A study of 80,000 women finds that using AI to help read mammograms is a safe approach and reduces the workload of radiologists by almost half

Cancer de mama
A woman undergoes a mammogram at the Haute-Savoie Hospital in France.BSIP (Universal Images Group via Getty)
Jessica Mouzo

With cancer, time is health. The earlier a tumor is detected, the better: the higher the chances of treatment and cure. Therefore, early detection tests have become an ally in increasing survival and tackling nascent tumors as soon as possible. For instance, scientific literature estimates that population-based screening by mammogram reduces breast cancer mortality by 20%, and this decline may be even more pronounced if screening tests and the analysis of results are refined. Artificial intelligence (AI) has already crept into this field and, according to a Swedish study involving 80,000 women published in The Lancet Oncology, breast cancer screenings that are supported by artificial intelligence systems have detected 20% more tumors than those that follow the traditional methodology, which involves a double review carried out by two radiologists. Preliminary results from the research, which is still ongoing, conclude that using AI to analyze mammograms is safe and nearly halves the workload of radiologists.

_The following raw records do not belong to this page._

//! API Routes
//!
//! HTTP endpoint definitions.

use std::sync::Arc;

use axum::{
    body::Bytes,
    extract::{
        rejection::{JsonRejection, PathRejection, QueryRejection},
        Path, Query, State,
    },
    http::{header, StatusCode},
    response::IntoResponse,
    routing::{get, post},
    Json, Router,
};
use chrono::{DateTime, NaiveDate, Utc};
use rust_decimal::Decimal;
use serde::{Deserialize, Serialize};
use uuid::Uuid;

use crate::domain::{Transaction, TransactionType};
use crate::error::AppError;
use crate::service::{AccountView, DepositCommand, LedgerService, MutationOutcome, WithdrawCommand};
use crate::store::LedgerRepository;

type SharedService<S> = Arc<LedgerService<S>>;

// =========================================================================
// Request/Response types
// =========================================================================

#[derive(Debug, Default, Deserialize)]
#[serde(rename_all = "camelCase")]
pub struct OpenAccountRequest {
    #[serde(default)]
    pub account_id: Option<Uuid>,
}

#[derive(Debug, Deserialize)]
#[serde(rename_all = "camelCase")]
pub struct MutationRequest {
    #[serde(default)]
    pub amount: Option<Decimal>,
    #[serde(default)]
    pub operation_id: Option<Uuid>,
}

#[derive(Debug, Serialize)]
#[serde(rename_all = "camelCase")]
pub struct BalanceResponse {
    pub account_id: Uuid,
    pub balance: Decimal,
}

impl From<AccountView> for BalanceResponse {
    fn from(view: AccountView) -> Self {
        Self {
            account_id: view.account_id,
            balance: view.balance,
        }
    }
}

#[derive(Debug, Serialize)]
#[serde(rename_all = "camelCase")]
pub struct DepositResponse {
    pub account_id: Uuid,
    pub balance: Decimal,
    pub applied: bool,
}

impl From<MutationOutcome> for DepositResponse {
    fn from(outcome: MutationOutcome) -> Self {
        Self {
            account_id: outcome.account_id,
            balance: outcome.balance,
            applied: outcome.applied,
        }
    }
}

#[derive(Debug, Serialize)]
#[serde(rename_all = "camelCase")]
pub struct TransactionResponse {
    #[serde(rename = "type")]
    pub transaction_type: TransactionType,
    pub amount: Decimal,
    pub timestamp: DateTime<Utc>,
    pub resulting_balance: Decimal,
}

impl From<Transaction> for TransactionResponse {
    fn from(tx: Transaction) -> Self {
        Self {
            transaction_type: tx.transaction_type,
            amount: tx.amount,
            timestamp: tx.timestamp,
            resulting_balance: tx.resulting_balance,
        }
    }
}

#[derive(Debug, Deserialize)]
pub struct TransactionsQuery {
    #[serde(default)]
    pub from: Option<DateTime<Utc>>,
    #[serde(default)]
    pub to: Option<DateTime<Utc>>,
}

#[derive(Debug, Deserialize)]
pub struct StatementQuery {
    #[serde(default)]
    pub from: Option<NaiveDate>,
    #[serde(default)]
    pub to: Option<NaiveDate>,
}

// =========================================================================
// API Router
// =========================================================================

/// Create the account API router
pub fn create_router<S: LedgerRepository>() -> Router<SharedService<S>> {
    Router::new()
        .route("/accounts", post(open_account::<S>))
        .route("/accounts/:account_id", get(get_account::<S>))
        .route("/accounts/:account_id/deposit", post(deposit::<S>))
        .route("/accounts/:account_id/withdraw", post(withdraw::<S>))
        .route("/accounts/:account_id/transactions", get(list_transactions::<S>))
        .route("/accounts/:account_id/statement", get(statement::<S>))
}

fn bad_json(rejection: JsonRejection) -> AppError {
    AppError::InvalidRequest(rejection.body_text())
}

fn bad_path(rejection: PathRejection) -> AppError {
    AppError::InvalidRequest(rejection.body_text())
}

fn bad_query(rejection: QueryRejection) -> AppError {
    AppError::InvalidRequest(rejection.body_text())
}

// =========================================================================
// POST /accounts
// =========================================================================

/// Open an account; the body and its `accountId` are optional
async fn open_account<S: LedgerRepository>(
    State(service): State<SharedService<S>>,
    body: Bytes,
) -> Result<(StatusCode, Json<BalanceResponse>), AppError> {
    let request: OpenAccountRequest = if body.iter().all(u8::is_ascii_whitespace) {
        OpenAccountRequest::default()
    } else {
        serde_json::from_slice(&body).map_err(|e| AppError::InvalidRequest(e.to_string()))?
    };

    let view = service.open_account(request.account_id).await?;

    Ok((StatusCode::CREATED, Json(view.into())))
}

// =========================================================================
// GET /accounts/:account_id
// =========================================================================

async fn get_account<S: LedgerRepository>(
    State(service): State<SharedService<S>>,
    path: Result<Path<Uuid>, PathRejection>,
) -> Result<Json<BalanceResponse>, AppError> {
    let Path(account_id) = path.map_err(bad_path)?;
    let view = service.get_balance(account_id).await?;
    Ok(Json(view.into()))
}

// =========================================================================
// POST /accounts/:account_id/deposit
// =========================================================================

/// 201 when applied, 200 when the operation id was already applied
async fn deposit<S: LedgerRepository>(
    State(service): State<SharedService<S>>,
    path: Result<Path<Uuid>, PathRejection>,
    payload: Result<Json<MutationRequest>, JsonRejection>,
) -> Result<(StatusCode, Json<DepositResponse>), AppError> {
    let Path(account_id) = path.map_err(bad_path)?;
    let Json(request) = payload.map_err(bad_json)?;

    let outcome = service
        .deposit(DepositCommand {
            account_id,
            amount: request.amount,
            operation_id: request.operation_id,
        })
        .await?;

    let status = if outcome.applied {
        StatusCode::CREATED
    } else {
        StatusCode::OK
    };

    Ok((status, Json(outcome.into())))
}

// =========================================================================
// POST /accounts/:account_id/withdraw
// =========================================================================

async fn withdraw<S: LedgerRepository>(
    State(service): State<SharedService<S>>,
    path: Result<Path<Uuid>, PathRejection>,
    payload: Result<Json<MutationRequest>, JsonRejection>,
) -> Result<Json<BalanceResponse>, AppError> {
    let Path(account_id) = path.map_err(bad_path)?;
    let Json(request) = payload.map_err(bad_json)?;

    let outcome = service
        .withdraw(WithdrawCommand {
            account_id,
            amount: request.amount,
            operation_id: request.operation_id,
        })
        .await?;

    Ok(Json(BalanceResponse {
        account_id: outcome.account_id,
        balance: outcome.balance,
    }))
}

// =========================================================================
// GET /accounts/:account_id/transactions
// =========================================================================

async fn list_transactions<S: LedgerRepository>(
    State(service): State<SharedService<S>>,
    path: Result<Path<Uuid>, PathRejection>,
    query: Result<Query<TransactionsQuery>, QueryRejection>,
) -> Result<Json<Vec<TransactionResponse>>, AppError> {
    let Path(account_id) = path.map_err(bad_path)?;
    let Query(query) = query.map_err(bad_query)?;

    let transactions = service
        .list_transactions(account_id, query.from, query.to)
        .await?;

    Ok(Json(transactions.into_iter().map(Into::into).collect()))
}

// =========================================================================
// GET /accounts/:account_id/statement
// =========================================================================

async fn statement<S: LedgerRepository>(
    State(service): State<SharedService<S>>,
    path: Result<Path<Uuid>, PathRejection>,
    query: Result<Query<StatementQuery>, QueryRejection>,
) -> Result<impl IntoResponse, AppError> {
    let Path(account_id) = path.map_err(bad_path)?;
    let Query(query) = query.map_err(bad_query)?;

    let csv = service.statement(account_id, query.from, query.to).await?;

    Ok((
        [
            (header::CONTENT_TYPE, "text/csv; charset=utf-8".to_string()),
            (
                header::CONTENT_DISPOSITION,
                format!("attachment; filename=\"statement-{}.csv\"", account_id),
            ),
        ],
        csv,
    ))
}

In breast cancer screening, mammography analysis is usually done by two independent radiologists, as recommended by European clinical guidelines. If they do not agree on the reading, they usually agree on the discrepancies or allow the most aggressive decision to prevail. For example, between not calling the patient or referring them for more tests, the second option is chosen. One study suggests that this double-read technique will detect 0.44 more tumors per 1,000 people screened than a single reading. However, the specialist’s eye is not infallible either: scientific literature estimates that up to 25% of mammographically visible cancers are still not detected in screening and there is already research suggesting that the accuracy of AI may be similar or even superior to that of radiologists.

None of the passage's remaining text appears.